Samples from overnight cultures of the wild-type and ndh51Δ cells were washed three times in PBS and stained with (A) FITC-WGA or (B) dectin-1. Staining of the cell wall was scored manually from microscope images, n=3. Three independent experiments were analysed in each case. Graphs show means ± standard deviation. Student’s t-test was used to compare groups, **p<0.01, *p<0.05
Fig S4. Inhibition classical ETC in C. albicans leads to enhanced uptake by murine macrophages
(A) Wild-type and aox2-aox1Δ C. albicans cells were grown in the presence of 1 mM KCN or 0.5 mM SHAM for 18 h as indicated. The cells were washed and co-incubated with macrophages as described in materials and methods and uptake scored manually from microscope images taken after 1 h, n=3. (B) The same procedure was applied to wild type and ndh51Δ cells, n=3. Three independent experiments were analysed in each case. Graphs show means ± standard deviation. Student’s t-test was used to compare groups, * p<0.01
Fig S5. Inhibition of classical ETC with cyanide enhances filamentation upon withdrawal of inhibition
Wild-type C. albicans was grown in the presence of 1 mM KCN in YPD for 18 h. Cells were then washed three times in PBS and transferred to DMEM + 10% FBS at 37 °C. After 90 min incubation, the cells were examined for hyphal growth by microscopy. Representative examples are shown in (A). (B) Summary of the percentage of filamentous cells from two independent experiments.

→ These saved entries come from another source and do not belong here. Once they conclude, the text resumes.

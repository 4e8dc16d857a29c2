//! Integration tests for the Monte Carlo simulator.
//!
//! Tests:
//! 1. Same seed, same inputs → identical report (parallel and sequential)
//! 2. Different seeds → different reports
//! 3. Law of large numbers: 10 000 iterations narrow the spread of
//!    expected-return estimates compared with 100
//! 4. Report bounds: win probability, VaR vs barriers, drawdown vs stop
//! 5. A real engine signal flows straight into the simulator

use chrono::{Duration, TimeZone, Utc};
use proptest::prelude::*;
use signallab_core::{Direction, IndicatorSet, PriceBar, PriceWindow, Signal, SignalEngine, Timeframe};
use signallab_risk::{MonteCarloSimulator, RiskError, SimulationConfig};

// ──────────────────────────────────────────────
// Helpers
// ──────────────────────────────────────────────

/// A LONG signal on a 1%-per-bar uptrend with RSI pinned oversold.
fn long_signal() -> Signal {
    let base = Utc.with_ymd_and_hms(2024, 1, 1, 0, 0, 0).unwrap();
    let bars: Vec<PriceBar> = (0..60)
        .map(|i| {
            let close = 100.0 * 1.01_f64.powi(i);
            let open = if i == 0 { close } else { close / 1.01 };
            PriceBar {
                timestamp: base + Duration::hours(i as i64),
                open,
                high: close * 1.002,
                low: open * 0.998,
                close,
                volume: 5_000.0,
            }
        })
        .collect();
    let engine = SignalEngine::default();
    let window = PriceWindow::new("BTC-USD", Timeframe::H1, bars).unwrap();
    let mut indicators =
        IndicatorSet::compute(&window, &engine.config().indicators, &engine.config().regime)
            .unwrap();
    indicators.rsi = 25.0;
    let signal = engine.signal_from_indicators(&window, indicators).unwrap();
    assert_eq!(signal.direction, Direction::Long);
    signal
}

fn simulator(iterations: usize, seed: u64, parallel: bool) -> MonteCarloSimulator {
    MonteCarloSimulator::new(
        SimulationConfig::default()
            .with_iterations(iterations)
            .with_seed(seed)
            .with_parallelism(parallel),
    )
    .unwrap()
}

/// Horizon log-return volatility (5%); large enough that barrier hits are common.
const VOL: f64 = 0.05;

fn variance(values: &[f64]) -> f64 {
    let m = values.iter().sum::<f64>() / values.len() as f64;
    values.iter().map(|v| (v - m).powi(2)).sum::<f64>() / values.len() as f64
}

// ──────────────────────────────────────────────
// 1-2. Determinism
// ──────────────────────────────────────────────

#[test]
fn same_seed_same_report() {
    let signal = long_signal();
    let a = simulator(1_000, 42, true).run(&signal, VOL).unwrap();
    let b = simulator(1_000, 42, true).run(&signal, VOL).unwrap();
    assert_eq!(a, b);
    assert_eq!(a.seed, Some(42));
}

#[test]
fn parallel_matches_sequential() {
    let signal = long_signal();
    let par = simulator(2_000, 7, true).run(&signal, VOL).unwrap();
    let seq = simulator(2_000, 7, false).run(&signal, VOL).unwrap();
    assert_eq!(par, seq);
}

#[test]
fn different_seeds_differ() {
    let signal = long_signal();
    let a = simulator(1_000, 1, true).run(&signal, VOL).unwrap();
    let b = simulator(1_000, 2, true).run(&signal, VOL).unwrap();
    assert_ne!(a.expected_return_pct, b.expected_return_pct);
}

// ──────────────────────────────────────────────
// 3. Law of large numbers
// ──────────────────────────────────────────────

#[test]
fn more_iterations_narrow_expected_return_spread() {
    let signal = long_signal();
    let estimates = |iterations: usize| -> Vec<f64> {
        (0..20)
            .map(|seed| {
                simulator(iterations, seed, true)
                    .run(&signal, VOL)
                    .unwrap()
                    .expected_return_pct
            })
            .collect()
    };
    let small = variance(&estimates(100));
    let large = variance(&estimates(10_000));
    assert!(
        large < small,
        "variance at 10k ({large}) should be below variance at 100 ({small})"
    );
}

// ──────────────────────────────────────────────
// 4. Bounds
// ──────────────────────────────────────────────

#[test]
fn report_respects_barriers() {
    let signal = long_signal();
    let (stop, target) = signal.levels().unwrap();
    let entry = signal.entry_price;
    let stop_pct = (entry - stop) / entry * 100.0;
    let target_pct = (target - entry) / entry * 100.0;

    let r = simulator(5_000, 11, true).run(&signal, VOL).unwrap();
    assert!((0.0..=100.0).contains(&r.win_probability_pct));
    assert!(r.var95 >= -stop_pct - 1e-9);
    assert!(r.cvar95 <= r.var95 + 1e-12);
    assert!(r.expected_return_pct <= target_pct + 1e-9);
    assert!(r.max_drawdown_pct >= 0.0 && r.max_drawdown_pct <= stop_pct + 1e-9);
    assert_eq!(
        r.outcomes.stopped_out + r.outcomes.took_profit + r.outcomes.timed_out,
        5_000
    );
    assert_eq!(r.iterations, 5_000);
    assert_eq!(r.steps, 24);
}

proptest! {
    #![proptest_config(ProptestConfig::with_cases(16))]

    #[test]
    fn win_probability_in_range(vol in 0.0..0.2_f64, seed in any::<u64>()) {
        let r = simulator(200, seed, false).run(&long_signal(), vol).unwrap();
        prop_assert!((0.0..=100.0).contains(&r.win_probability_pct));
        prop_assert!(r.max_drawdown_pct >= 0.0);
        prop_assert!(r.sharpe_ratio.is_finite());
    }
}

// ──────────────────────────────────────────────
// 5. Engine → simulator
// ──────────────────────────────────────────────

#[test]
fn neutral_engine_signal_is_refused() {
    let mut signal = long_signal();
    signal.direction = Direction::Neutral;
    signal.stop_loss = None;
    signal.take_profit = None;
    assert_eq!(
        simulator(1_000, 3, true).run(&signal, VOL).unwrap_err(),
        RiskError::NeutralSignal
    );
}

#[test]
fn report_serializes() {
    let r = simulator(100, 5, true).run(&long_signal(), VOL).unwrap();
    let json = serde_json::to_value(&r).unwrap();
    for key in [
        "var95",
        "sharpe_ratio",
        "max_drawdown_pct",
        "win_probability_pct",
        "expected_return_pct",
        "iterations",
    ] {
        assert!(json.get(key).is_some(), "missing {key}");
    }
    assert!(json["outcomes"]["took_profit"].as_u64().is_some());
}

Fig S6. Comparison of transcriptomes of SNP+SHAM treated cells and cells in early hypoxia.
Differentially expressed genes induced by SNP+SHAM treatment were compared to those identified within microarray data by Sellam et al. [69] examining the early response to hypoxia, using data from the 30 min time point. Selected genes common to both datasets are highlighted. Up-and down arrows indicate their up-or downregulation respectively.
Table S1. Strains Used in This Study
All yeast strains and their origins are listed
Table S2. List of genes differentially expressed upon SNP treatment
Cells were treated with 0.5 mM SNP for 30 min and processed for RNA Sequencing and downstream analysis as described in materials and methods. A full list of differentially expressed genes is provided.

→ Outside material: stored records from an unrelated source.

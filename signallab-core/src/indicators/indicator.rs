//! Indicator trait and the shared failure policy.
//!
//! Indicators are pure functions: bar history in, numeric series out. The
//! series form keeps `NaN` during warmup; the `latest` form is what the
//! engine consumes and refuses to fabricate a value when history is short.

use crate::domain::PriceBar;
use crate::error::SignalError;

/// Trait for single-series indicators.
///
/// # Look-ahead contamination guard
/// No value at bar t may depend on bars after t. Computing over a truncated
/// window must reproduce the prefix of the full-window series.
pub trait Indicator: Send + Sync {
    /// Human-readable name (e.g., "rsi_14", "atr_14").
    fn name(&self) -> &str;

    /// Index of the first bar that can carry a valid value.
    fn lookback(&self) -> usize;

    /// Minimum window length for a valid latest value.
    fn min_bars(&self) -> usize {
        self.lookback() + 1
    }

    /// Compute the indicator for the entire bar series.
    ///
    /// Returns a `Vec<f64>` of the same length as `bars`; warmup values are
    /// `f64::NAN`.
    fn compute(&self, bars: &[PriceBar]) -> Vec<f64>;

    /// Value at the final bar.
    fn latest(&self, bars: &[PriceBar]) -> Result<f64, SignalError> {
        require_bars(self.name(), self.min_bars(), bars.len())?;
        finite_last(self.name(), &self.compute(bars))
    }
}

/// Fail with `InsufficientData` unless `available >= required`.
pub fn require_bars(name: &str, required: usize, available: usize) -> Result<(), SignalError> {
    if available < required {
        Err(SignalError::insufficient(name, required, available))
    } else {
        Ok(())
    }
}

/// Last element of a series, rejecting NaN and infinities.
pub(crate) fn finite_last(name: &str, series: &[f64]) -> Result<f64, SignalError> {
    match series.last() {
        Some(v) if v.is_finite() => Ok(*v),
        Some(_) => Err(SignalError::degenerate(format!(
            "{name} is not finite at the last bar"
        ))),
        None => Err(SignalError::insufficient(name, 1, 0)),
    }
}
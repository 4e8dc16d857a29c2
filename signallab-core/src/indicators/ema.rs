//! Exponential Moving Average (EMA).
//!
//! Recursive: EMA[t] = alpha * close[t] + (1 - alpha) * EMA[t-1], alpha = 2/(period+1)
//! Seed: EMA[period-1] = SMA of first `period` close values.
//! Lookback: period - 1.

use super::indicator::Indicator;
use crate::domain::PriceBar;

#[derive(Debug, Clone)]
pub struct Ema {
    period: usize,
    name: String,
}

impl Ema {
    pub fn new(period: usize) -> Self {
        assert!(period >= 1, "EMA period must be >= 1");
        Self {
            period,
            name: format!("ema_{period}"),
        }
    }
}

impl Indicator for Ema {
    fn name(&self) -> &str {
        &self.name
    }

    fn lookback(&self) -> usize {
        self.period.saturating_sub(1)
    }

    fn compute(&self, bars: &[PriceBar]) -> Vec<f64> {
        let closes: Vec<f64> = bars.iter().map(|b| b.close).collect();
        ema_of_series(&closes, self.period)
    }
}

/// EMA of an arbitrary series. Used directly by MACD for the signal line.
pub fn ema_of_series(values: &[f64], period: usize) -> Vec<f64> {
    let n = values.len();
    let mut result = vec![f64::NAN; n];

    if period == 0 || n < period {
        return result;
    }

    let alpha = 2.0 / (period as f64 + 1.0);

    let seed_window = &values[..period];
    if seed_window.iter().any(|v| v.is_nan()) {
        return result;
    }
    let seed = seed_window.iter().sum::<f64>() / period as f64;
    result[period - 1] = seed;

    let mut prev = seed;
    for i in period..n {
        if values[i].is_nan() {
            // Once tainted, every later value depends on the NaN.
            return result;
        }
        let ema = alpha * values[i] + (1.0 - alpha) * prev;
        result[i] = ema;
        prev = ema;
    }

    result
}
//! SignalLab Risk: Monte Carlo simulation of a signal's stop/target
//! barriers.
//!
//! This crate builds on `signallab-core` to provide:
//! - Per-path barrier state machine with log-normal steps
//! - Deterministic RNG hierarchy (BLAKE3 sub-seeds per path)
//! - Parallel path simulation on rayon
//! - Risk report aggregation (VaR95, CVaR95, Sharpe, drawdown, win rate)

pub mod config;
pub mod error;
pub mod path;
pub mod report;
pub mod rng;
pub mod simulator;

pub use config::{SimulationConfig, DEFAULT_ITERATIONS, DEFAULT_STEPS, MIN_ITERATIONS};
pub use error::RiskError;
pub use path::{simulate_path, standard_normal, Barriers, PathResult, PathState};
pub use report::{percentile_sorted, OutcomeCounts, RiskReport};
pub use rng::{PathRngFactory, RngHierarchy};
pub use simulator::{barriers_for, simulate_risk, MonteCarloSimulator};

Table S3. List of genes differentially expressed upon SHAM treatment
Cells were treated with 1.0 mM SHAM for 30 min and processed for RNA Sequencing and downstream analysis as described in materials and methods. A full list of differentially expressed genes is provided.

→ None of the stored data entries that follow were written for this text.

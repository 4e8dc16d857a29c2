//! Simple Moving Average (SMA).
//!
//! Rolling mean of close prices over a lookback window.
//! Lookback: period - 1 (first valid value at index period-1).

use super::indicator::Indicator;
use crate::domain::PriceBar;

#[derive(Debug, Clone)]
pub struct Sma {
    period: usize,
    name: String,
}

impl Sma {
    pub fn new(period: usize) -> Self {
        assert!(period >= 1, "SMA period must be >= 1");
        Self {
            period,
            name: format!("sma_{period}"),
        }
    }
}

impl Indicator for Sma {
    fn name(&self) -> &str {
        &self.name
    }

    fn lookback(&self) -> usize {
        self.period.saturating_sub(1)
    }

    fn compute(&self, bars: &[PriceBar]) -> Vec<f64> {
        let closes: Vec<f64> = bars.iter().map(|b| b.close).collect();
        sma_of_series(&closes, self.period)
    }
}

/// Rolling mean of an arbitrary series.
///
/// Each window is summed directly, so a NaN only taints the windows that
/// contain it.
pub fn sma_of_series(values: &[f64], period: usize) -> Vec<f64> {
    let n = values.len();
    let mut result = vec![f64::NAN; n];

    if period == 0 || n < period {
        return result;
    }

    for i in (period - 1)..n {
        let window = &values[(i + 1 - period)..=i];
        if window.iter().any(|v| v.is_nan()) {
            continue;
        }
        result[i] = window.iter().sum::<f64>() / period as f64;
    }

    result
}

Table S4. List of genes differentially expressed upon SNP+ SHAM treatment
Cells were treated with 0.5 mM SNP and 1.0mM SHAM for 30 min and processed for RNA Sequencing and downstream analysis as described in materials and methods. A full list of differentially expressed genes is provided.
Acknowledgements
We thank Professor Gordon Brown (MRC Centre for Medical Mycology, University of Aberdeen) for providing Dectin-1-Fc. We would also thank the Microscopy and Histology Core facility Institute of Medical Sciences, University of Aberdeen where the high pressure freezing was performed and staff at the Centre for Genome Enabled Biology and Medicine (University of Aberdeen Medical Research Facility) who performed RNA sequencing procedures. We would also thank members of both the Aberdeen Fungal Group, Kent Fungal Group and WTSA MMFI consortia for comments and useful discussion throughout the project.